ACTIVITY »
All lines of the entries with "Duration" in them must be listed.
■ ■ ■ ■ ■ ■ ■
//! Page sessions: something that can open an API URL the way a browser tab
//! would and hand back what it rendered.

use async_trait::async_trait;
use std::future::Future;
use std::time::Duration;
use tracing::{info, warn};

use crate::config::Config;
use crate::error::AppError;

#[cfg(feature = "chrome")]
pub mod chrome;
pub mod http;

/// One live driver instance.
#[async_trait]
pub trait PageSession: Send {
    /// Navigates to `url` and returns the fully rendered page markup.
    async fn page_source(&mut self, url: &str) -> Result<String, AppError>;

    /// Navigates to `url` and blocks until a `<pre>` element is present,
    /// returning its text. Gives up after `timeout`.
    async fn wait_for_pre_text(&mut self, url: &str, timeout: Duration)
    -> Result<String, AppError>;

    /// Tears the driver down. Called exactly once per opened session.
    async fn close(&mut self) -> Result<(), AppError>;
}

/// Opens fresh sessions, at pipeline start and on every recycle.
#[async_trait]
pub trait SessionFactory: Send + Sync {
    async fn open(&self) -> Result<Box<dyn PageSession>, AppError>;
}

/// Runs a whole `<pre>` wait, navigation included, under one deadline.
pub(crate) async fn within_page_wait<T, F>(
    url: &str,
    timeout: Duration,
    wait: F,
) -> Result<T, AppError>
where
    F: Future<Output = Result<T, AppError>>,
{
    match tokio::time::timeout(timeout, wait).await {
        Ok(result) => result,
        Err(_) => Err(AppError::page_wait_timeout(url, timeout.as_secs())),
    }
}

/// Picks the session backend named by the configuration.
pub fn session_factory_from_config(config: &Config) -> Result<Box<dyn SessionFactory>, AppError> {
    if config.browser {
        #[cfg(feature = "chrome")]
        {
            return Ok(Box::new(chrome::ChromeSessionFactory::new(config.headless)));
        }
        #[cfg(not(feature = "chrome"))]
        {
            return Err(AppError::config_error(
                "Browser sessions need a build with the `chrome` feature",
            ));
        }
    }

    Ok(Box::new(http::HttpSessionFactory::from_config(config)))
}

/// Holds the live session of a pipeline run.
///
/// `shutdown` must be awaited on every exit path; the pipelines run their
/// body first and shut down afterwards regardless of the body's outcome.
pub struct ManagedSession<'a> {
    factory: &'a dyn SessionFactory,
    session: Option<Box<dyn PageSession>>,
    recycles: usize,
}

impl<'a> ManagedSession<'a> {
    pub async fn open(factory: &'a dyn SessionFactory) -> Result<Self, AppError> {
        let session = factory.open().await?;
        info!("Page session opened");
        Ok(Self {
            factory,
            session: Some(session),
            recycles: 0,
        })
    }

    /// The live session, reopened first if a previous recycle left none.
    pub async fn active(&mut self) -> Result<&mut (dyn PageSession + 'static), AppError> {
        if self.session.is_none() {
            self.session = Some(self.factory.open().await?);
        }
        self.session
            .as_deref_mut()
            .ok_or_else(|| AppError::browser_error("no active page session"))
    }

    /// Tears the current session down and opens a new one.
    pub async fn recycle(&mut self) -> Result<(), AppError> {
        self.release().await;
        self.session = Some(self.factory.open().await?);
        self.recycles += 1;
        info!("Page session recycled ({} so far)", self.recycles);
        Ok(())
    }

    pub fn recycles(&self) -> usize {
        self.recycles
    }

    pub async fn shutdown(mut self) {
        self.release().await;
        info!("Page session closed");
    }

    async fn release(&mut self) {
        if let Some(mut session) = self.session.take()
            && let Err(e) = session.close().await
        {
            warn!("Failed to close page session: {e}");
        }
    }
}

impl Drop for ManagedSession<'_> {
    fn drop(&mut self) {
        if self.session.is_some() {
            warn!("Page session dropped without shutdown");
        }
    }
}

#[cfg(test)]
mod tests {
    use super::*;
    use crate::testing_utils::ScriptedSessionFactory;

    #[tokio::test(start_paused = true)]
    async fn test_page_wait_bounds_a_hung_navigation() {
        let started = tokio::time::Instant::now();
        let result: Result<String, AppError> = within_page_wait(
            "https://api.example.com/api/v1/event/1",
            Duration::from_secs(10),
            std::future::pending(),
        )
        .await;

        assert!(matches!(
            result,
            Err(AppError::PageWaitTimeout { seconds: 10, .. })
        ));
        assert!(started.elapsed() >= Duration::from_secs(10));
    }

    #[tokio::test(start_paused = true)]
    async fn test_page_wait_passes_through_inner_result() {
        let text = within_page_wait("u", Duration::from_secs(10), async {
            tokio::time::sleep(Duration::from_secs(3)).await;
            Ok("{}".to_string())
        })
        .await
        .unwrap();
        assert_eq!(text, "{}");

        let missing = async { Err(AppError::missing_pre_element("u")) };
        let result: Result<(), AppError> =
            within_page_wait("u", Duration::from_secs(10), missing).await;
        assert!(matches!(result, Err(AppError::MissingPreElement { .. })));
    }

    #[tokio::test]
    async fn test_open_recycle_shutdown_balance() {
        let factory = ScriptedSessionFactory::new();
        let mut managed = ManagedSession::open(&factory).await.unwrap();
        managed.recycle().await.unwrap();
        managed.recycle().await.unwrap();
        assert_eq!(managed.recycles(), 2);
        managed.shutdown().await;

        assert_eq!(factory.opened(), 3);
        assert_eq!(factory.closed(), 3);
    }

    #[tokio::test]
    async fn test_active_reopens_after_failed_recycle() {
        let factory = ScriptedSessionFactory::new();
        let mut managed = ManagedSession::open(&factory).await.unwrap();

        factory.fail_next_open();
        assert!(managed.recycle().await.is_err());
        assert_eq!(factory.closed(), 1);

        assert!(managed.active().await.is_ok());
        managed.shutdown().await;
        assert_eq!(factory.opened(), 2);
        assert_eq!(factory.closed(), 2);
    }

    #[test]
    fn test_factory_from_default_config_is_http() {
        assert!(session_factory_from_config(&Config::default()).is_ok());
    }

    #[cfg(not(feature = "chrome"))]
    #[test]
    fn test_browser_without_feature_is_config_error() {
        let config = Config {
            browser: true,
            ..Config::default()
        };
        assert!(matches!(
            session_factory_from_config(&config),
            Err(AppError::Config(_))
        ));
    }
}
■ ■ ■ ■ ■ ■ ■
RESPONSE FOR THIS EXERCISE »
use std::time::Duration;
    async fn wait_for_pre_text(&mut self, url: &str, timeout: Duration)
    timeout: Duration,
            Duration::from_secs(10),
        assert!(started.elapsed() >= Duration::from_secs(10));
        let text = within_page_wait("u", Duration::from_secs(10), async {
            tokio::time::sleep(Duration::from_secs(3)).await;
            within_page_wait("u", Duration::from_secs(10), missing).await;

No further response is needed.